▸ **What the exercise asks**:
Each line of the data below that carries the word "WordCount" needs to be copied.

─── Data shown ───

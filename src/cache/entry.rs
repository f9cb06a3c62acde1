//! Stored cache entries.

use crate::http::{Method, Request, Response};
use chrono::{DateTime, Utc};
use serde::{Deserialize, Serialize};
use url::Url;

/// A response captured for a request, plus when it was stored.
#[derive(Debug, Clone, PartialEq, Eq, Serialize, Deserialize)]
pub struct CachedEntry {
    pub method: Method,
    pub url: Url,
    pub response: Response,
    pub stored_at: DateTime<Utc>,
}

impl CachedEntry {
    pub fn new(request: &Request, response: Response) -> Self {
        Self {
            method: request.method,
            url: request.url.clone(),
            response,
            stored_at: Utc::now(),
        }
    }

    /// Key under which this entry is stored; matches [`Request::cache_key`].
    pub fn key(&self) -> String {
        format!("{} {}", self.method, self.url)
    }

    /// Whether the entry was stored more than `max_age_secs` before `now`.
    pub fn is_expired(&self, max_age_secs: u64, now: DateTime<Utc>) -> bool {
        let age = now.signed_duration_since(self.stored_at).num_seconds();
        age >= 0 && age as u64 > max_age_secs
    }
}
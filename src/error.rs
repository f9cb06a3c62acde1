//! Error types for visor-cache.

use thiserror::Error;

/// The main error type for visor-cache.
#[derive(Error, Debug)]
pub enum Error {
    /// IO errors (snapshot files, log directory, etc.)
    #[error("IO error: {0}")]
    Io(#[from] std::io::Error),

    /// Configuration errors
    #[error("Configuration error: {0}")]
    Config(String),

    /// Serialization/deserialization errors
    #[error("Serialization error: {0}")]
    Serialization(#[from] serde_json::Error),

    /// Malformed or unresolvable URL
    #[error("Invalid URL: {0}")]
    InvalidUrl(#[from] url::ParseError),

    /// Network connectivity errors (transport failures, not HTTP statuses)
    #[error("Network error: {0}")]
    Network(String),

    /// A fetch did not complete in time
    #[error("Request timed out after {0} seconds")]
    Timeout(u64),

    /// One or more manifest entries could not be precached
    #[error("Install failed: {} asset(s) could not be fetched: {}", .failed.len(), .failed.join(", "))]
    Install { failed: Vec<String> },

    /// Lifecycle event received in a state that does not accept it
    #[error("Lifecycle error: {0}")]
    Lifecycle(String),

    /// Channel communication errors
    #[error("Channel error: {0}")]
    Channel(String),

    /// Generic application error
    #[error("{0}")]
    Application(String),
}

/// Alias for Result with our Error type.
pub type Result<T> = std::result::Result<T, Error>;

impl Error {
    /// Create a new config error.
    pub fn config(msg: impl Into<String>) -> Self {
        Self::Config(msg.into())
    }

    /// Create a new network error.
    pub fn network(msg: impl Into<String>) -> Self {
        Self::Network(msg.into())
    }

    /// Create a new lifecycle error.
    pub fn lifecycle(msg: impl Into<String>) -> Self {
        Self::Lifecycle(msg.into())
    }

    /// Create a new channel error.
    pub fn channel(msg: impl Into<String>) -> Self {
        Self::Channel(msg.into())
    }

    /// Create a new application error.
    pub fn application(msg: impl Into<String>) -> Self {
        Self::Application(msg.into())
    }

    /// True for transport-level failures (no response was received at all).
    pub fn is_transport(&self) -> bool {
        matches!(self, Self::Network(_) | Self::Timeout(_))
    }

    /// Check if this error is recoverable (caller can retry).
    pub fn is_recoverable(&self) -> bool {
        matches!(
            self,
            Self::Network(_) | Self::Timeout(_) | Self::Install { .. } | Self::Channel(_)
        )
    }
}

impl From<reqwest::Error> for Error {
    fn from(err: reqwest::Error) -> Self {
        Self::Network(err.to_string())
    }
}
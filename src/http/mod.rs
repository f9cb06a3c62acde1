//! HTTP request/response value types and the network fetch seam.
//!
//! The engine never talks to `reqwest` directly: every network access goes
//! through the [`Fetcher`] trait so hosts and tests can substitute their own
//! transport.

mod fetcher;

pub use fetcher::{Fetcher, HttpFetcher};

#[cfg(test)]
pub use fetcher::MockFetcher;

use crate::error::{Error, Result};
use serde::{Deserialize, Serialize};
use std::fmt;
use std::str::FromStr;
use url::Url;

/// HTTP request method.
#[derive(Debug, Clone, Copy, PartialEq, Eq, Hash, Default, Serialize, Deserialize)]
#[serde(rename_all = "UPPERCASE")]
pub enum Method {
    #[default]
    Get,
    Head,
    Post,
    Put,
    Patch,
    Delete,
    Options,
}

impl Method {
    pub fn as_str(&self) -> &'static str {
        match self {
            Self::Get => "GET",
            Self::Head => "HEAD",
            Self::Post => "POST",
            Self::Put => "PUT",
            Self::Patch => "PATCH",
            Self::Delete => "DELETE",
            Self::Options => "OPTIONS",
        }
    }

    /// Whether a response to this method may be stored on a cache miss.
    pub fn is_cacheable(&self) -> bool {
        matches!(self, Self::Get)
    }
}

impl fmt::Display for Method {
    fn fmt(&self, f: &mut fmt::Formatter<'_>) -> fmt::Result {
        f.write_str(self.as_str())
    }
}

impl FromStr for Method {
    type Err = Error;

    fn from_str(s: &str) -> Result<Self> {
        match s.to_ascii_uppercase().as_str() {
            "GET" => Ok(Self::Get),
            "HEAD" => Ok(Self::Head),
            "POST" => Ok(Self::Post),
            "PUT" => Ok(Self::Put),
            "PATCH" => Ok(Self::Patch),
            "DELETE" => Ok(Self::Delete),
            "OPTIONS" => Ok(Self::Options),
            other => Err(Error::application(format!("Unsupported method: {}", other))),
        }
    }
}

/// An outbound request as seen by the interception engine.
#[derive(Debug, Clone, PartialEq, Eq)]
pub struct Request {
    pub method: Method,
    pub url: Url,
    pub headers: Vec<(String, String)>,
}

impl Request {
    pub fn new(method: Method, url: Url) -> Self {
        Self {
            method,
            url,
            headers: Vec::new(),
        }
    }

    /// Parse `url` and build a GET request for it.
    pub fn get(url: &str) -> Result<Self> {
        Ok(Self::new(Method::Get, Url::parse(url)?))
    }

    pub fn with_header(mut self, name: impl Into<String>, value: impl Into<String>) -> Self {
        self.headers.push((name.into(), value.into()));
        self
    }

    /// Identity of this request inside a cache generation.
    pub fn cache_key(&self) -> String {
        format!("{} {}", self.method, self.url)
    }

    pub fn host(&self) -> Option<&str> {
        self.url.host_str()
    }

    pub fn scheme(&self) -> &str {
        self.url.scheme()
    }
}

/// A captured HTTP response.
#[derive(Debug, Clone, PartialEq, Eq, Serialize, Deserialize)]
pub struct Response {
    pub status: u16,
    pub headers: Vec<(String, String)>,
    pub body: Vec<u8>,
}

impl Response {
    pub fn new(status: u16, body: impl Into<Vec<u8>>) -> Self {
        Self {
            status,
            headers: Vec::new(),
            body: body.into(),
        }
    }

    /// A 200 response with the given body.
    pub fn ok(body: impl Into<Vec<u8>>) -> Self {
        Self::new(200, body)
    }

    /// The synthetic body served when live data cannot be reached.
    pub fn offline() -> Self {
        Self::ok(serde_json::json!({ "error": "Offline" }).to_string())
            .with_header("Content-Type", "application/json")
    }

    pub fn with_header(mut self, name: impl Into<String>, value: impl Into<String>) -> Self {
        self.headers.push((name.into(), value.into()));
        self
    }

    /// First header value matching `name`, case-insensitively.
    pub fn header(&self, name: &str) -> Option<&str> {
        self.headers
            .iter()
            .find(|(k, _)| k.eq_ignore_ascii_case(name))
            .map(|(_, v)| v.as_str())
    }

    /// 2xx status.
    pub fn is_success(&self) -> bool {
        (200..300).contains(&self.status)
    }

    /// Decode the body as JSON.
    pub fn json<T: serde::de::DeserializeOwned>(&self) -> Result<T> {
        Ok(serde_json::from_slice(&self.body)?)
    }

    pub fn text(&self) -> String {
        String::from_utf8_lossy(&self.body).into_owned()
    }
}
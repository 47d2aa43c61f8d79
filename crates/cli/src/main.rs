use std::fs;
use std::path::PathBuf;
use std::str::FromStr;
use std::time::Instant;

use anyhow::Context;
use clap::Parser;
use owo_colors::OwoColorize;
use seoscope_core::{
    AnalysisResult, Analyzer, AnalyzerConfig, JsonConfig, RenderConfig, ReportRenderer, Source, TextConfig,
    convert_to_json, convert_to_text, fetch_file, fetch_stdin,
};
use tracing_subscriber::EnvFilter;

mod echo;

const VERSION: &str = env!("CARGO_PKG_VERSION");

/// Where PDF reports go when no `--output` is given.
const DEFAULT_REPORT_PATH: &str = "seoscope_report.pdf";

/// Output format for the analysis
#[derive(Debug, Clone, Copy, PartialEq, Eq)]
enum OutputFormat {
    Pdf,
    Json,
    Text,
}

impl FromStr for OutputFormat {
    type Err = String;

    fn from_str(s: &str) -> Result<Self, Self::Err> {
        match s.to_lowercase().as_str() {
            "pdf" => Ok(Self::Pdf),
            "json" => Ok(Self::Json),
            "text" | "txt" => Ok(Self::Text),
            _ => Err(format!("Invalid format: {}. Valid options: pdf, json, text", s)),
        }
    }
}

/// SEO and readability reports for web pages and text
#[derive(Parser, Debug)]
#[command(name = "seoscope")]
#[command(version)]
#[command(about = "SEO and readability reports for web pages and text", long_about = None)]
struct Args {
    /// URL to fetch, local HTML file, "-" for stdin, or raw text with --text
    #[arg(value_name = "INPUT")]
    input: String,

    /// Treat INPUT as raw text instead of a URL or file
    #[arg(long)]
    text: bool,

    /// Output file (default: stdout; seoscope_report.pdf for pdf)
    #[arg(short, long, value_name = "FILE")]
    output: Option<PathBuf>,

    /// Output format (pdf, json, text)
    #[arg(short, long, default_value = "text", value_name = "FORMAT")]
    format: OutputFormat,

    /// HTTP timeout in seconds
    #[arg(long, default_value = "10", value_name = "SECS")]
    timeout: u64,

    /// Custom User-Agent for HTTP requests
    #[arg(long, value_name = "UA")]
    user_agent: Option<String>,

    /// Number of keywords and phrases to keep
    #[arg(long, default_value = "10", value_name = "NUM")]
    top: usize,

    /// Enable debug logging
    #[arg(short, long)]
    verbose: bool,
}

fn is_url(input: &str) -> bool {
    url::Url::parse(input).is_ok_and(|u| matches!(u.scheme(), "http" | "https"))
}

async fn run_analysis(args: &Args, analyzer: &Analyzer) -> anyhow::Result<AnalysisResult> {
    if args.text {
        let text = if args.input == "-" { fetch_stdin().context("Failed to read from stdin")? } else { args.input.clone() };
        if args.verbose {
            echo::print_step(1, 3, "Analyzing direct text");
            eprintln!("  {} {}", "Size:".dimmed(), echo::format_size(text.len()).bright_white());
        }
        return Ok(analyzer.analyze_text(&text));
    }

    if is_url(&args.input) {
        if args.verbose {
            echo::print_step(1, 3, &format!("Fetching from {}", args.input.bright_white().underline()));
        }
        return Ok(analyzer.analyze_url(&args.input).await);
    }

    let (html, source) = if args.input == "-" {
        if args.verbose {
            echo::print_step(1, 3, "Reading from stdin");
        }
        (fetch_stdin().context("Failed to read from stdin")?, Source::File("-".to_string()))
    } else {
        if args.verbose {
            echo::print_step(1, 3, &format!("Reading from file {}", args.input.bright_white()));
        }
        let html = fetch_file(&args.input).with_context(|| format!("Failed to read file: {}", args.input))?;
        (html, Source::File(args.input.clone()))
    };

    if args.verbose {
        eprintln!("  {} {}", "Size:".dimmed(), echo::format_size(html.len()).bright_white());
    }

    Ok(analyzer.analyze_html(&html, source))
}

#[tokio::main]
async fn main() -> anyhow::Result<()> {
    let args = Args::parse();

    if args.verbose {
        tracing_subscriber::fmt()
            .with_env_filter(EnvFilter::new("seoscope_core=debug"))
            .with_writer(std::io::stderr)
            .init();
        echo::print_banner();
        echo::print_info("Debug logging enabled");
        eprintln!();
    }

    let mut builder = AnalyzerConfig::builder().timeout(args.timeout).top_n(args.top);
    if let Some(user_agent) = &args.user_agent {
        builder = builder.user_agent(user_agent.clone());
    }
    let config = builder.build();
    let preview_chars = config.thresholds.preview_chars;
    let analyzer = Analyzer::new(config);

    let started = Instant::now();
    let result = run_analysis(&args, &analyzer).await?;

    if args.verbose {
        echo::print_step(2, 3, "Scoring content");
        echo::print_timing("Analysis", started.elapsed());
        echo::print_analysis_details(&result);
    }

    if let Some(error) = &result.error {
        echo::print_warning(error);
    }

    if args.verbose {
        echo::print_step(3, 3, &format!("Writing {:?} output", args.format));
    }

    match args.format {
        OutputFormat::Pdf => {
            let path = args.output.clone().unwrap_or_else(|| PathBuf::from(DEFAULT_REPORT_PATH));
            ReportRenderer::new(RenderConfig::from(&analyzer.config().thresholds))
                .render_to_file(&result, &path)
                .with_context(|| format!("Failed to write report: {}", path.display()))?;
            echo::print_success(&format!("Report written to {}", path.display().bright_white()));
        }
        OutputFormat::Json | OutputFormat::Text => {
            let output = if args.format == OutputFormat::Json {
                let config = JsonConfig { include_text: true, preview_chars, pretty: true };
                convert_to_json(&result, &config).context("Failed to serialize result")?
            } else {
                convert_to_text(&result, &TextConfig { preview_chars, ..Default::default() })
            };

            match &args.output {
                Some(path) => {
                    fs::write(path, output).with_context(|| format!("Failed to write to file: {}", path.display()))?;
                    echo::print_success(&format!("Output written to {}", path.display().bright_white()));
                }
                None => println!("{}", output),
            }
        }
    }

    Ok(())
}
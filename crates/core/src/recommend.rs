//! Rule-based improvement suggestions.
//!
//! Every rule is checked independently; all matching rules fire, in the
//! order of [`Rule::ALL`].

use crate::config::Thresholds;
use crate::report::{AnalysisResult, is_not_found};

/// A single recommendation rule.
#[derive(Debug, Clone, Copy, PartialEq, Eq)]
pub enum Rule {
    WordCount,
    Readability,
    MetaDescription,
    Keywords,
    Title,
}

impl Rule {
    pub const ALL: [Rule; 5] = [Rule::WordCount, Rule::Readability, Rule::MetaDescription, Rule::Keywords, Rule::Title];

    /// Suggestion shown when the rule fires.
    ///
    /// The word-count message quotes the configured minimum.
    pub fn message(self, thresholds: &Thresholds) -> String {
        match self {
            Rule::WordCount => {
                format!("Increase word count to at least {} for SEO effectiveness.", thresholds.min_word_count)
            }
            Rule::Readability => "Improve readability by simplifying sentence structure.".to_string(),
            Rule::MetaDescription => "Add a relevant meta description including target keywords.".to_string(),
            Rule::Keywords => "Add more keyword-rich content to improve relevance.".to_string(),
            Rule::Title => "Add a unique, keyword-rich title tag.".to_string(),
        }
    }

    /// Whether the rule fires for `result`.
    pub fn applies(self, result: &AnalysisResult, thresholds: &Thresholds) -> bool {
        match self {
            Rule::WordCount => result.word_count < thresholds.min_word_count,
            Rule::Readability => result.readability < thresholds.min_readability,
            Rule::MetaDescription => is_not_found(&result.meta_description),
            Rule::Keywords => result.top_keywords_freq.len() < thresholds.min_keywords,
            Rule::Title => is_not_found(&result.title),
        }
    }
}

/// Messages of every rule that applies, in rule order.
pub fn recommendations(result: &AnalysisResult, thresholds: &Thresholds) -> Vec<String> {
    Rule::ALL
        .iter()
        .filter(|rule| rule.applies(result, thresholds))
        .map(|rule| rule.message(thresholds))
        .collect()
}
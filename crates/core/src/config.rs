//! Analyzer configuration.
//!
//! # Example
//!
//! ```rust
//! use seoscope_core::AnalyzerConfig;
//!
//! let config = AnalyzerConfig::builder()
//!     .timeout(5)
//!     .min_word_count(500)
//!     .top_n(15)
//!     .build();
//! assert_eq!(config.thresholds.min_word_count, 500);
//! ```

use crate::extract::ExtractConfig;
use crate::fetch::FetchConfig;

/// Heuristic cut-offs used by section detection, scoring and recommendations.
#[derive(Debug, Clone, PartialEq)]
pub struct Thresholds {
    /// A section is kept only with more words than this (default: 20).
    pub section_min_words: usize,
    /// Below this word count a longer page is recommended (default: 300).
    pub min_word_count: usize,
    /// Below this Flesch score simpler sentences are recommended (default: 50).
    pub min_readability: f64,
    /// Fewer frequency keywords than this triggers a recommendation (default: 5).
    pub min_keywords: usize,
    /// Length of keyword and phrase lists (default: 10).
    pub top_n: usize,
    /// TF-IDF vocabulary cap (default: 1000).
    pub tfidf_max_features: usize,
    /// Characters of main text shown in report previews (default: 500).
    pub preview_chars: usize,
}

impl Default for Thresholds {
    fn default() -> Self {
        Self {
            section_min_words: 20,
            min_word_count: 300,
            min_readability: 50.0,
            min_keywords: 5,
            top_n: 10,
            tfidf_max_features: 1000,
            preview_chars: 500,
        }
    }
}

/// Everything an [`crate::Analyzer`] needs besides its input.
#[derive(Debug, Clone, Default)]
pub struct AnalyzerConfig {
    pub fetch: FetchConfig,
    pub extract: ExtractConfig,
    pub thresholds: Thresholds,
}

impl AnalyzerConfig {
    /// Creates a new builder for AnalyzerConfig.
    pub fn builder() -> AnalyzerConfigBuilder {
        AnalyzerConfigBuilder::new()
    }
}

/// Builder for AnalyzerConfig.
pub struct AnalyzerConfigBuilder {
    config: AnalyzerConfig,
}

impl AnalyzerConfigBuilder {
    /// Creates a new builder with default values.
    pub fn new() -> Self {
        Self { config: AnalyzerConfig::default() }
    }

    /// Sets the HTTP timeout in seconds.
    pub fn timeout(mut self, seconds: u64) -> Self {
        self.config.fetch.timeout = seconds;
        self
    }

    /// Sets the User-Agent header.
    pub fn user_agent(mut self, value: impl Into<String>) -> Self {
        self.config.fetch.user_agent = value.into();
        self
    }

    /// Sets the main-content extraction settings.
    pub fn extract(mut self, value: ExtractConfig) -> Self {
        self.config.extract = value;
        self
    }

    pub fn section_min_words(mut self, value: usize) -> Self {
        self.config.thresholds.section_min_words = value;
        self
    }

    pub fn min_word_count(mut self, value: usize) -> Self {
        self.config.thresholds.min_word_count = value;
        self
    }

    pub fn min_readability(mut self, value: f64) -> Self {
        self.config.thresholds.min_readability = value;
        self
    }

    pub fn min_keywords(mut self, value: usize) -> Self {
        self.config.thresholds.min_keywords = value;
        self
    }

    /// Sets how many keywords and phrases are kept.
    pub fn top_n(mut self, value: usize) -> Self {
        self.config.thresholds.top_n = value;
        self
    }

    pub fn tfidf_max_features(mut self, value: usize) -> Self {
        self.config.thresholds.tfidf_max_features = value;
        self
    }

    pub fn preview_chars(mut self, value: usize) -> Self {
        self.config.thresholds.preview_chars = value;
        self
    }

    /// Builds the config.
    pub fn build(self) -> AnalyzerConfig {
        self.config
    }
}

impl Default for AnalyzerConfigBuilder {
    fn default() -> Self {
        Self::new()
    }
}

───

▸ **Solution to the exercise**:
    WordCount,
    pub const ALL: [Rule; 5] = [Rule::WordCount, Rule::Readability, Rule::MetaDescription, Rule::Keywords, Rule::Title];
            Rule::WordCount => {
            Rule::WordCount => result.word_count < thresholds.min_word_count,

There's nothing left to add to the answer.